Aku benar-benar tak bisa menahan tawa. Meskipun tahu aku ini masih terbatas karena suara, tapi tetap saja aku bersyukur karena Allah masih bisa memberiku kesempatan untuk mengekspresikan diri.

Aku suka sikap kepolosan gaib saat itu ketika kami berada di rumah Balqis.

Bahkan kalau mungkin saat ini dia ada di sini, dia pun akan ikut tertawa melihat sikap Zaid yang begitu lucu.

"Bener-bener ya. Pengalaman pas kecil itu natural banget. Kayak nggak ada sandiwara. Semuanya mengalir air bebas. Bahkan ketika kita ketawa, nangis, teriak, itu semuanya berasal dari keinginan hati sendiri."

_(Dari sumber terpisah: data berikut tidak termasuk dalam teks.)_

//! # Core Type Definitions
//!
//! This module contains the shared vocabulary of the Strand engine:
//! - Chain and node identifiers (`CallToken`, `NodeId`)
//! - Step kinds (`StepKind`)
//! - Raw step arguments (`Arg`, `ArgValue`) and filled elements (`Element`)
//! - Error types (`StrandError`)
//!
//! ## Ordering Guarantees
//!
//! Identifiers implement `Ord` so that chains and nodes can be kept in
//! `BTreeMap`/`BTreeSet` with a deterministic iteration order.

use serde::{Deserialize, Serialize};
use std::fmt;
use thiserror::Error;

// =============================================================================
// CHAIN & NODE IDENTIFIERS
// =============================================================================

/// Call token identifying one chain-building call sequence.
///
/// Tokens are handed out by the engine from a monotonically increasing
/// counter. The entity registry uses them (together with the thread id) to
/// confirm that the node it registered is exactly the one just created.
#[derive(Debug, Clone, Copy, PartialEq, Eq, PartialOrd, Ord, Hash, Serialize, Deserialize)]
pub struct CallToken(pub u64);

impl fmt::Display for CallToken {
    fn fmt(&self, f: &mut fmt::Formatter<'_>) -> fmt::Result {
        write!(f, "#{}", self.0)
    }
}

/// Handle of a node inside a chain arena.
///
/// A handle is only valid for the chain that produced it; the `chain` token
/// is checked on every access.
#[derive(Debug, Clone, Copy, PartialEq, Eq, PartialOrd, Ord, Hash, Serialize, Deserialize)]
pub struct NodeId {
    /// Token of the owning chain.
    pub chain: CallToken,
    /// Position in the chain arena.
    pub slot: u32,
}

impl NodeId {
    /// Create a node handle.
    #[must_use]
    pub const fn new(chain: CallToken, slot: u32) -> Self {
        Self { chain, slot }
    }
}

impl fmt::Display for NodeId {
    fn fmt(&self, f: &mut fmt::Formatter<'_>) -> fmt::Result {
        write!(f, "{}/{}", self.chain, self.slot)
    }
}

// =============================================================================
// STEP KINDS
// =============================================================================

/// The statement kind of a node (`get`, `add`, `by`, ...).
///
/// The set is open: callers can declare their own kinds with
/// [`StepKind::custom`].
#[derive(Debug, Clone, Copy, PartialEq, Eq, PartialOrd, Ord, Hash, Serialize)]
pub struct StepKind(&'static str);

impl StepKind {
    /// Root of every chain.
    pub const ROOT: Self = Self("root");
    /// Read step.
    pub const GET: Self = Self("get");
    /// Insert step.
    pub const ADD: Self = Self("add");
    /// Update step.
    pub const PUT: Self = Self("put");
    /// Delete step.
    pub const REMOVE: Self = Self("remove");
    /// Condition sub-node.
    pub const BY: Self = Self("by");
    /// Aggregate count sub-node.
    pub const COUNT: Self = Self("count");

    /// Declare a caller-defined step kind.
    #[must_use]
    pub const fn custom(name: &'static str) -> Self {
        Self(name)
    }

    /// Get the kind name.
    #[must_use]
    pub const fn as_str(self) -> &'static str {
        self.0
    }

    /// Condition nodes may not hold positional arguments and children at once.
    #[must_use]
    pub fn is_condition(self) -> bool {
        self == Self::BY
    }

    /// Whether a chain starting with this step reads rather than writes.
    #[must_use]
    pub fn is_query(self) -> bool {
        self == Self::GET || self == Self::COUNT
    }
}

impl fmt::Display for StepKind {
    fn fmt(&self, f: &mut fmt::Formatter<'_>) -> fmt::Result {
        f.write_str(self.0)
    }
}

// =============================================================================
// ARGUMENT COMPONENTS
// =============================================================================

/// Reference to a dictionary constant (an enum-like domain value).
#[derive(Debug, Clone, PartialEq, Eq, PartialOrd, Ord, Hash, Serialize, Deserialize)]
pub struct DictRef {
    /// Owning dictionary type, e.g. `Gender`.
    pub owner: String,
    /// Constant name, e.g. `MALE`.
    pub name: String,
}

impl DictRef {
    /// Create a dictionary reference.
    #[must_use]
    pub fn new(owner: impl Into<String>, name: impl Into<String>) -> Self {
        Self {
            owner: owner.into(),
            name: name.into(),
        }
    }
}

/// Reference to a live domain entity.
#[derive(Debug, Clone, PartialEq, Eq, PartialOrd, Ord, Hash, Serialize, Deserialize)]
pub struct EntityRef {
    /// Entity type name, e.g. `User`.
    pub type_name: String,
    /// Optional identity key of the instance.
    pub key: Option<String>,
}

impl EntityRef {
    /// Create an entity reference without a key.
    #[must_use]
    pub fn new(type_name: impl Into<String>) -> Self {
        Self {
            type_name: type_name.into(),
            key: None,
        }
    }

    /// Create an entity reference with an identity key.
    #[must_use]
    pub fn keyed(type_name: impl Into<String>, key: impl Into<String>) -> Self {
        Self {
            type_name: type_name.into(),
            key: Some(key.into()),
        }
    }
}

/// A non-null raw argument value.
///
/// Values the argument filter does not recognise are treated as disguised
/// literal placeholders (the return value of an intercepted accessor).
#[derive(Debug, Clone, PartialEq, Eq, Serialize, Deserialize)]
pub enum ArgValue {
    /// Free text.
    Text(String),
    /// Integer.
    Integer(i64),
    /// Boolean.
    Boolean(bool),
    /// Dictionary constant.
    Dictionary(DictRef),
    /// Domain entity.
    Entity(EntityRef),
}

/// One positional argument of an appended step.
#[derive(Debug, Clone, PartialEq, Eq)]
pub enum Arg {
    /// Null slot, filled from the literal buffer.
    Placeholder,
    /// A sub-chain to attach as a child.
    Node(NodeId),
    /// Ternary sentinel, filled from the ternary buffer.
    Ternary,
    /// Any other value, passed through the argument filter.
    Value(ArgValue),
}

impl From<ArgValue> for Arg {
    fn from(value: ArgValue) -> Self {
        Self::Value(value)
    }
}

impl From<NodeId> for Arg {
    fn from(node: NodeId) -> Self {
        Self::Node(node)
    }
}

impl From<DictRef> for Arg {
    fn from(dict: DictRef) -> Self {
        Self::Value(ArgValue::Dictionary(dict))
    }
}

impl From<EntityRef> for Arg {
    fn from(entity: EntityRef) -> Self {
        Self::Value(ArgValue::Entity(entity))
    }
}

impl From<&str> for Arg {
    fn from(text: &str) -> Self {
        Self::Value(ArgValue::Text(text.to_string()))
    }
}

impl From<i64> for Arg {
    fn from(value: i64) -> Self {
        Self::Value(ArgValue::Integer(value))
    }
}

// =============================================================================
// ELEMENT
// =============================================================================

/// A filled positional element of a node.
#[derive(Debug, Clone, PartialEq, Eq, PartialOrd, Ord, Hash, Serialize, Deserialize)]
pub enum Element {
    /// Captured accessor token, e.g. `app.domain.User.getName`.
    Literal(String),
    /// Recognised dictionary constant.
    Dictionary(DictRef),
    /// Recognised entity instance.
    Entity(EntityRef),
    /// Recognised entity type name.
    EntityType(String),
}

impl Element {
    /// Shorthand for a literal element.
    #[must_use]
    pub fn literal(token: impl Into<String>) -> Self {
        Self::Literal(token.into())
    }
}

impl fmt::Display for Element {
    fn fmt(&self, f: &mut fmt::Formatter<'_>) -> fmt::Result {
        match self {
            Self::Literal(token) => f.write_str(token),
            Self::Dictionary(dict) => write!(f, "{}.{}", dict.owner, dict.name),
            Self::Entity(entity) => match &entity.key {
                Some(key) => write!(f, "{}[{}]", entity.type_name, key),
                None => f.write_str(&entity.type_name),
            },
            Self::EntityType(name) => f.write_str(name),
        }
    }
}

// =============================================================================
// ERROR TYPES
// =============================================================================

/// Errors that can occur in the Strand engine.
///
/// - No silent failures
/// - Use `Result<T, StrandError>` for fallible operations
/// - `Clone` so one background result can be observed by several waiters
#[derive(Debug, Clone, PartialEq, Eq, Error)]
pub enum StrandError {
    /// A step was appended to a closed, locked or failed node.
    #[error("Chain is closed: cannot append after `{kind}`")]
    ChainClosed { kind: StepKind },

    /// Bound values do not satisfy the field-count rule of a node.
    #[error("Argument count mismatch on {node}: expected {expected}, got {actual}")]
    ArgumentCountMismatch {
        node: String,
        expected: usize,
        actual: usize,
    },

    /// A future-backed result did not arrive in time.
    #[error("Result not available after {waited_ms} ms")]
    ResultTimeout { waited_ms: u64 },

    /// The entity registry could not confirm the node for this call.
    #[error("Registration conflict for call {token}")]
    RegistrationConflict { token: CallToken },

    /// The node handle does not belong to the current chain.
    #[error("Node not found: {0}")]
    NodeNotFound(NodeId),

    /// No chain has been started on this session.
    #[error("No active chain")]
    NoActiveChain,

    /// A chain id was empty or contained whitespace.
    #[error("Invalid chain id: {0:?}")]
    InvalidId(String),

    /// No chain is published under the requested id.
    #[error("No cached chain: {0}")]
    UnknownChain(String),

    /// The engine has no repository to execute against.
    #[error("No repository configured")]
    NoRepository,

    /// A result was requested but no background task was attached.
    #[error("No result attached to chain")]
    NoResultAttached,

    /// The background task ended without producing a result.
    #[error("Result unavailable: {0}")]
    ResultUnavailable(String),

    /// No async runtime was available to run a background task.
    #[error("Runtime error: {0}")]
    Runtime(String),

    /// The repository reported a failure.
    #[error("Repository error: {0}")]
    Repository(String),

    /// Configuration could not be read or parsed.
    #[error("Configuration error: {0}")]
    Config(String),

    /// A chain could not be rendered.
    #[error("Serialization error: {0}")]
    Serialization(String),

    /// The tracing subscriber could not be installed.
    #[error("Telemetry error: {0}")]
    Telemetry(String),
}

// =============================================================================
// TESTS
// =============================================================================
//! # Engine Primitives
//!
//! Hardcoded defaults and tags for the Strand engine.
//!
//! Values that callers may tune at runtime are only the *defaults* of
//! [`StrandConfig`](crate::config::StrandConfig); the tags are fixed.

/// Default bounded wait for a future-backed result, in milliseconds.
///
/// A waiter that exceeds this deadline receives `StrandError::ResultTimeout`.
pub const DEFAULT_RESULT_TIMEOUT_MS: u64 = 3_000;

/// Maximum number of pending tokens per literal buffer.
///
/// Captures beyond this limit are dropped and logged.
pub const LITERAL_CAPACITY: usize = 50;

/// Initial capacity of a per-session work batch.
pub const WORK_BATCH_CAPACITY: usize = 10;

// =============================================================================
// DERIVED ID TAGS
// =============================================================================

/// Infix of a fork id whose origin was found: `{id}_F_{millis}`.
pub const FORK_TAG: &str = "_F_";

/// Infix of a fork id whose origin was missing: `{id}_NF_{millis}`.
pub const NO_FORK_TAG: &str = "_NF_";

/// Infix of a cached-fork id whose origin was found: `{id}_FM_{millis}`.
pub const CACHED_FORK_TAG: &str = "_FM_";

/// Infix of a cached-fork id whose origin was missing: `{id}_NFM_{millis}`.
pub const NO_CACHED_FORK_TAG: &str = "_NFM_";

/// Accessor prefix stripped when deriving field names from literals.
pub const ACCESSOR_PREFIX: &str = "get";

"Iya, Mahes. Aku juga mikirnya gitu." tambah Zaid. "Dan yang paling aku suka dari masa kecil itu, adalah kita yang belum dan tidak terhalangi oleh batasan-batasan tertentu. Kita bisa mencari banyak teman sebanyak mungkin. Tapi pas kita beranjak besar, teman-teman tuh kayak menyusut. Entah sikap kita yang berubah atau mereka yang ingin pergi, atau mungkin takdirnya sudah begitu aku nggak tahu. Cuma ya sayang aja. Ingat nya pas kita dulu masih kecil suka main bareng-bareng, eh sekarang pas ketemu kayak orang yang gak kenal lagi. Sedih ya? Teman-teman aku juga rata-rata gitu semua. Tapi ya..., it's oke lah. Toh itu keinginan mereka. Aku cuma sekedar teman dan nggak ada hak buat menuntut lebih. Yang penting kita mendoakan aja yang terbaik. semoga suatu saat nanti kita dipertemukan dalam keadaan ramahnya sama seperti pas kecil. Aku bener-bener ngebayangin hal itu bisa terjadi di suatu saat nanti."

...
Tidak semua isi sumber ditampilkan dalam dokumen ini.